The path that led Mikail to science


Mikail’s interest in scientific research stems from the unique life experiences of his youth. He was born in the city of Baku, Azerbaijan, where in 1988 the conflict between Armenia and Azerbaijan progressed into a horrendous war that resulted in ethnic purge and forced displacement of the people. His family was among the last to leave the terror behind. After fleeing Azerbaijan, his family relocated to a small town of Rahachow, Belarus. It was a deprived rural community and a part of the Chernobyl exclusion zone, still haunted by the effects of radiation from the nearby nuclear accident. It was common for research groups to carry out numerous tests at the local hospital near the school he attended. Fascinated by their instrumentation and curious about their investigations, Mikail became a frequent visitor and volunteer. As a former refugee of war and now US citizen, he understands the blessing of quality education and the significance of scientific research. As an academician and scientist, he ensures that this standard of scientific education and exploration remains available to all who wish to be part of its diverse community.
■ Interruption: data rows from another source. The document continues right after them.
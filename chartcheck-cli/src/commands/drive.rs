//! `chartcheck drive` command handler

use std::io::Write;

use serde::Serialize;
use tracing::info;

use chartcheck_core::HarnessConfig;
use chartcheck_engine::driver::{AnchoreCli, CliContext, Driver, LedgerSummary, Suite};

use crate::cli::DriveArgs;
use crate::error::CliError;
use crate::output::{OutputWriter, Render};

/// Execute the `drive` command.
///
/// Recorded check failures are reported and then turned into
/// [`CliError::DriverFailures`] so the exit code reflects them.
pub async fn execute(
    args: DriveArgs,
    config: HarnessConfig,
    writer: &OutputWriter,
) -> Result<(), CliError> {
    let suite = Suite::from(args.suite);
    let runner = AnchoreCli::new(config.cli.exec_prefix.clone());
    let root = CliContext::from_config(&config.cli, args.url.clone());
    let mut driver = Driver::new(runner, root, config.driver.clone());

    info!(url = %args.url, suite = suite.as_str(), "running anchore-cli checks");
    let summary = driver.run(suite).await;
    let failed = summary.failed();

    writer.render(&DriveReport {
        api_url: args.url,
        suite: suite.as_str().to_owned(),
        summary,
    })?;

    if failed > 0 {
        return Err(CliError::DriverFailures(failed));
    }
    Ok(())
}

#[derive(Serialize)]
pub struct DriveReport {
    pub api_url: String,
    pub suite: String,
    #[serde(flatten)]
    pub summary: LedgerSummary,
}

impl Render for DriveReport {
    fn render_text(&self, w: &mut dyn Write) -> std::io::Result<()> {
        writeln!(w, "Driver: {} ({})", self.api_url, self.suite)?;
        let sections = [
            ("Positive Tests Passed", &self.summary.positive.pass),
            ("Positive Tests Failed", &self.summary.positive.fail),
            ("Negative Tests Passed", &self.summary.negative.pass),
            ("Negative Tests Failed", &self.summary.negative.fail),
        ];
        for (title, entries) in sections {
            if entries.is_empty() {
                continue;
            }
            writeln!(w, "  {title}:")?;
            for entry in entries {
                writeln!(w, "    {entry}")?;
            }
        }
        writeln!(
            w,
            "  Totals: {} passed, {} failed",
            self.summary.positive_passed + self.summary.negative_passed,
            self.summary.failed()
        )?;
        Ok(())
    }
}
Mikail’s interests outside of the lab


Born to a classical pianist/composer mother and to a painter/sculptor father, Mikail was constantly surrounded by music and art during his childhood. At age fifteen, he graduated from School of Music and Performing Arts with an emphasis on concert piano and solfeggio. Classically trained as a baritone, Mikail has performed in choirs and operas during his undergraduate studies. As a self-taught multi-instrumentalist, he developed proficiency in guitar, drums and bass. As an artist, he was trained in Classical Realism by his father and later developed fascination for Surrealism and Digital Art. His illustrations can be found as the covers of various scientific journals, including Natural Product Reports, The Journal of Organic Chemistry, Angewandte Chemie, and ACS Chemical Biology. As an actor, he made his film debut in a supporting role for the short independent film The Heist, which screened at several film festivals across the US and Europe. The Heist won several awards, including Best Director at the Los Angeles Nollywood Awards and Best Film at the Super 8 Film and Digital Video Festival in 2020.


About Our Core Values

Our core values and commitment to diversity, equity, and inclusion.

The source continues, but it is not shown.